• GOAL OF THE EXERCISE:
Where a line of the records contains the word "EnvFilter", show that line.

START RECORDS FOR THE TASK

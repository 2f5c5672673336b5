// src/main.rs

mod cli;

use anyhow::{Context, Result};
use clap::Parser;
use cli::Cli;
use debsync::cancel::{CancelToken, watch_for_interrupt};
use debsync::config::{MirrorSourceSet, load_sources};
use debsync::sync::Mirror;
use std::process::ExitCode;
use tracing::{error, info};

#[tokio::main]
async fn main() -> ExitCode {
    let cli = Cli::parse();

    tracing_subscriber::fmt()
        .with_env_filter(
            tracing_subscriber::EnvFilter::try_from_default_env()
                .unwrap_or_else(|_| tracing_subscriber::EnvFilter::new(cli.log_filter())),
        )
        .init();

    match run(cli).await {
        Ok(code) => ExitCode::from(code),
        Err(e) => {
            error!("{:#}", e);
            eprintln!("Error: {e:#}");
            ExitCode::FAILURE
        }
    }
}

async fn run(cli: Cli) -> Result<u8> {
    let settings = cli.settings()?;
    let sources = load_sources(&cli.sources, &settings.architectures)
        .with_context(|| format!("Failed to read sources list {}", cli.sources.display()))?;
    let sources = MirrorSourceSet::resolve(sources).context("Invalid sources list")?;

    info!(
        "Mirroring {} into {}",
        cli.sources.display(),
        settings.mirror_root.display()
    );

    let cancel = CancelToken::new();
    let watcher = tokio::spawn(watch_for_interrupt(cancel.clone()));

    let mirror = Mirror::new(&settings, cancel.clone());
    let mut summary = tokio::task::spawn_blocking(move || mirror.run(&sources))
        .await
        .context("Mirror worker panicked")??;
    watcher.abort();

    // An interrupt that lands after the last group finished still counts
    summary.interrupted |= cancel.is_cancelled();

    print!("{summary}");
    Ok(summary.exit_code())
}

END RECORDS FOR THE TASK

• YOUR SOLUTION:
            tracing_subscriber::EnvFilter::try_from_default_env()
                .unwrap_or_else(|_| tracing_subscriber::EnvFilter::new(cli.log_filter())),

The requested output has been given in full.